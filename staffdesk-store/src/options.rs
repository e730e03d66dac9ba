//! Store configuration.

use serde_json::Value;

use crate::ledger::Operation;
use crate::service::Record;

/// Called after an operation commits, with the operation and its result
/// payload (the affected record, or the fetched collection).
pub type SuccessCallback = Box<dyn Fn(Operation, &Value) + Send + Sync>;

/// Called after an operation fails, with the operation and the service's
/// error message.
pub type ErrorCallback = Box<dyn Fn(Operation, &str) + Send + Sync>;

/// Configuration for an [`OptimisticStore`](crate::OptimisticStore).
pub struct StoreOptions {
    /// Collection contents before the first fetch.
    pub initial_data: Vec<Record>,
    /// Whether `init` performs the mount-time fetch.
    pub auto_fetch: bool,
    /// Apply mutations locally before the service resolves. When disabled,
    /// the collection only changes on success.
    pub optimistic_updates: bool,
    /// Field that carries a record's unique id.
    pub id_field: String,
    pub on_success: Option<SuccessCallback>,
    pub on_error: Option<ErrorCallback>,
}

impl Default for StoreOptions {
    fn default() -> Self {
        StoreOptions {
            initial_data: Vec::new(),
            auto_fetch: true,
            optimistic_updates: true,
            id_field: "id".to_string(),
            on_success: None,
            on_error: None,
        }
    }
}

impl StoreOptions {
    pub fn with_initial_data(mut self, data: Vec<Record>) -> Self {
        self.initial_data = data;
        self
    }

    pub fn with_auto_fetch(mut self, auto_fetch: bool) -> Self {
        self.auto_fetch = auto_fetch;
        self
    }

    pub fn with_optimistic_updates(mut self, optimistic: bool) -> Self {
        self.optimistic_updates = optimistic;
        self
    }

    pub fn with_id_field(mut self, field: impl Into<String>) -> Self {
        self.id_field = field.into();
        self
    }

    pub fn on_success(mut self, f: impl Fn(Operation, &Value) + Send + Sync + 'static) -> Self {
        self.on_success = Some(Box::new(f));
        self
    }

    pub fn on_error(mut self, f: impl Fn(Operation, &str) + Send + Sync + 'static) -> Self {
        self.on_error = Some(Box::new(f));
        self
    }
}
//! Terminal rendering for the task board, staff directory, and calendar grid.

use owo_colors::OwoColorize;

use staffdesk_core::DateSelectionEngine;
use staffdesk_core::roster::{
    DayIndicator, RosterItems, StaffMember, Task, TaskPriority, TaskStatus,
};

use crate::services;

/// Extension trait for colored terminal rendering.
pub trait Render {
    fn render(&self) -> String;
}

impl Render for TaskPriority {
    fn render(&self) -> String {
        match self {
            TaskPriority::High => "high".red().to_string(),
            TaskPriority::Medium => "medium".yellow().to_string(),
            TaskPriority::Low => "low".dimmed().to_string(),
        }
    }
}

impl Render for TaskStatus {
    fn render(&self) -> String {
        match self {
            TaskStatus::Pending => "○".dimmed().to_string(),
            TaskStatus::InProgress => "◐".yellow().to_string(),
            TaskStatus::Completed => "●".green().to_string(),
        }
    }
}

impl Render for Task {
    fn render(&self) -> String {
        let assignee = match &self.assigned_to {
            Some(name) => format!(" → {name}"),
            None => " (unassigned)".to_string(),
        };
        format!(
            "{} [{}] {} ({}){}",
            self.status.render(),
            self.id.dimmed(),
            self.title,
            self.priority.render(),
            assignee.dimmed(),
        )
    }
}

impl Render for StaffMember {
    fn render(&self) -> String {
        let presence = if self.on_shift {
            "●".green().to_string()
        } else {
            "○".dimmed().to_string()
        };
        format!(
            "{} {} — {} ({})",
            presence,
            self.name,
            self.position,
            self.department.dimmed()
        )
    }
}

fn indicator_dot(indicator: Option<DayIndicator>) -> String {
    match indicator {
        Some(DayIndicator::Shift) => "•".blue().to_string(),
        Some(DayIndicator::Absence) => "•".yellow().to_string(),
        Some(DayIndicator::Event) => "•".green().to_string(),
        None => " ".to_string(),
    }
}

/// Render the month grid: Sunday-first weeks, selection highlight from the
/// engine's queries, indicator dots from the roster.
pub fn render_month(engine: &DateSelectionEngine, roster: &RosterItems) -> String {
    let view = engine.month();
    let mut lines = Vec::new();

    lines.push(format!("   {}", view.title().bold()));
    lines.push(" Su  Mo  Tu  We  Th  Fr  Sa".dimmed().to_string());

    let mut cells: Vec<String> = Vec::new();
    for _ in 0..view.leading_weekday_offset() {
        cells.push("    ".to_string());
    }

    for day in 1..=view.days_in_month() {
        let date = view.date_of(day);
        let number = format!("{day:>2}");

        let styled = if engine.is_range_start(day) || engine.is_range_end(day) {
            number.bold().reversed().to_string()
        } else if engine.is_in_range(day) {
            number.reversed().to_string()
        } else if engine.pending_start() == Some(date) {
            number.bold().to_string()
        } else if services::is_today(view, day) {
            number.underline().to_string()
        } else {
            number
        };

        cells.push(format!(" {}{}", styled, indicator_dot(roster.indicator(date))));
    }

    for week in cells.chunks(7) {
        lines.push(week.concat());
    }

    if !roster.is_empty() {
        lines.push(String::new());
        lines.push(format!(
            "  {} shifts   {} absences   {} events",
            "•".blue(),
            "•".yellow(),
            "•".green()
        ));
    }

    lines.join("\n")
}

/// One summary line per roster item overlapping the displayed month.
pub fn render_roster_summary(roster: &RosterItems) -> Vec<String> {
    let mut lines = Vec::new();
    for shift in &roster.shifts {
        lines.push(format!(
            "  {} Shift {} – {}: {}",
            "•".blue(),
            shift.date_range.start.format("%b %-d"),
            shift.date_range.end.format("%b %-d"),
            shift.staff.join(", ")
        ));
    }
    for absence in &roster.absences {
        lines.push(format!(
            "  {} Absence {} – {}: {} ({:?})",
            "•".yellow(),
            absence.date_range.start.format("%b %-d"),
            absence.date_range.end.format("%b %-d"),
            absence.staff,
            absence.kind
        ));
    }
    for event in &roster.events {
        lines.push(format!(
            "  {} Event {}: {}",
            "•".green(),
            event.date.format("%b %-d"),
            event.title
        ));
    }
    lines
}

+---+

▶ What this task involves: Every line above should be printed again exactly as it stands.

▶ Completed exercise:
filename staffdesk-store/src/options.rs
repository e730e03d66dac9ba
//! Store configuration.

use serde_json::Value;

use crate::ledger::Operation;
use crate::service::Record;

/// Called after an operation commits, with the operation and its result
/// payload (the affected record, or the fetched collection).
pub type SuccessCallback = Box<dyn Fn(Operation, &Value) + Send + Sync>;

/// Called after an operation fails, with the operation and the service's
/// error message.
pub type ErrorCallback = Box<dyn Fn(Operation, &str) + Send + Sync>;

/// Configuration for an [`OptimisticStore`](crate::OptimisticStore).
pub struct StoreOptions {
    /// Collection contents before the first fetch.
    pub initial_data: Vec<Record>,
    /// Whether `init` performs the mount-time fetch.
    pub auto_fetch: bool,
    /// Apply mutations locally before the service resolves. When disabled,
    /// the collection only changes on success.
    pub optimistic_updates: bool,
    /// Field that carries a record's unique id.
    pub id_field: String,
    pub on_success: Option<SuccessCallback>,
    pub on_error: Option<ErrorCallback>,
}

impl Default for StoreOptions {
    fn default() -> Self {
        StoreOptions {
            initial_data: Vec::new(),
            auto_fetch: true,
            optimistic_updates: true,
            id_field: "id".to_string(),
            on_success: None,
            on_error: None,
        }
    }
}

impl StoreOptions {
    pub fn with_initial_data(mut self, data: Vec<Record>) -> Self {
        self.initial_data = data;
        self
    }

    pub fn with_auto_fetch(mut self, auto_fetch: bool) -> Self {
        self.auto_fetch = auto_fetch;
        self
    }

    pub fn with_optimistic_updates(mut self, optimistic: bool) -> Self {
        self.optimistic_updates = optimistic;
        self
    }

    pub fn with_id_field(mut self, field: impl Into<String>) -> Self {
        self.id_field = field.into();
        self
    }

    pub fn on_success(mut self, f: impl Fn(Operation, &Value) + Send + Sync + 'static) -> Self {
        self.on_success = Some(Box::new(f));
        self
    }

    pub fn on_error(mut self, f: impl Fn(Operation, &str) + Send + Sync + 'static) -> Self {
        self.on_error = Some(Box::new(f));
        self
    }
}
//! Terminal rendering for the task board, staff directory, and calendar grid.

use owo_colors::OwoColorize;

use staffdesk_core::DateSelectionEngine;
use staffdesk_core::roster::{
    DayIndicator, RosterItems, StaffMember, Task, TaskPriority, TaskStatus,
};

use crate::services;

/// Extension trait for colored terminal rendering.
pub trait Render {
    fn render(&self) -> String;
}

impl Render for TaskPriority {
    fn render(&self) -> String {
        match self {
            TaskPriority::High => "high".red().to_string(),
            TaskPriority::Medium => "medium".yellow().to_string(),
            TaskPriority::Low => "low".dimmed().to_string(),
        }
    }
}

impl Render for TaskStatus {
    fn render(&self) -> String {
        match self {
            TaskStatus::Pending => "○".dimmed().to_string(),
            TaskStatus::InProgress => "◐".yellow().to_string(),
            TaskStatus::Completed => "●".green().to_string(),
        }
    }
}

impl Render for Task {
    fn render(&self) -> String {
        let assignee = match &self.assigned_to {
            Some(name) => format!(" → {name}"),
            None => " (unassigned)".to_string(),
        };
        format!(
            "{} [{}] {} ({}){}",
            self.status.render(),
            self.id.dimmed(),
            self.title,
            self.priority.render(),
            assignee.dimmed(),
        )
    }
}

impl Render for StaffMember {
    fn render(&self) -> String {
        let presence = if self.on_shift {
            "●".green().to_string()
        } else {
            "○".dimmed().to_string()
        };
        format!(
            "{} {} — {} ({})",
            presence,
            self.name,
            self.position,
            self.department.dimmed()
        )
    }
}

fn indicator_dot(indicator: Option<DayIndicator>) -> String {
    match indicator {
        Some(DayIndicator::Shift) => "•".blue().to_string(),
        Some(DayIndicator::Absence) => "•".yellow().to_string(),
        Some(DayIndicator::Event) => "•".green().to_string(),
        None => " ".to_string(),
    }
}

/// Render the month grid: Sunday-first weeks, selection highlight from the
/// engine's queries, indicator dots from the roster.
pub fn render_month(engine: &DateSelectionEngine, roster: &RosterItems) -> String {
    let view = engine.month();
    let mut lines = Vec::new();

    lines.push(format!("   {}", view.title().bold()));
    lines.push(" Su  Mo  Tu  We  Th  Fr  Sa".dimmed().to_string());

    let mut cells: Vec<String> = Vec::new();
    for _ in 0..view.leading_weekday_offset() {
        cells.push("    ".to_string());
    }

    for day in 1..=view.days_in_month() {
        let date = view.date_of(day);
        let number = format!("{day:>2}");

        let styled = if engine.is_range_start(day) || engine.is_range_end(day) {
            number.bold().reversed().to_string()
        } else if engine.is_in_range(day) {
            number.reversed().to_string()
        } else if engine.pending_start() == Some(date) {
            number.bold().to_string()
        } else if services::is_today(view, day) {
            number.underline().to_string()
        } else {
            number
        };

        cells.push(format!(" {}{}", styled, indicator_dot(roster.indicator(date))));
    }

    for week in cells.chunks(7) {
        lines.push(week.concat());
    }

    if !roster.is_empty() {
        lines.push(String::new());
        lines.push(format!(
            "  {} shifts   {} absences   {} events",
            "•".blue(),
            "•".yellow(),
            "•".green()
        ));
    }

    lines.join("\n")
}

/// One summary line per roster item overlapping the displayed month.
pub fn render_roster_summary(roster: &RosterItems) -> Vec<String> {
    let mut lines = Vec::new();
    for shift in &roster.shifts {
        lines.push(format!(
            "  {} Shift {} – {}: {}",
            "•".blue(),
            shift.date_range.start.format("%b %-d"),
            shift.date_range.end.format("%b %-d"),
            shift.staff.join(", ")
        ));
    }
    for absence in &roster.absences {
        lines.push(format!(
            "  {} Absence {} – {}: {} ({:?})",
            "•".yellow(),
            absence.date_range.start.format("%b %-d"),
            absence.date_range.end.format("%b %-d"),
            absence.staff,
            absence.kind
        ));
    }
    for event in &roster.events {
        lines.push(format!(
            "  {} Event {}: {}",
            "•".green(),
            event.date.format("%b %-d"),
            event.title
        ));
    }
    lines
}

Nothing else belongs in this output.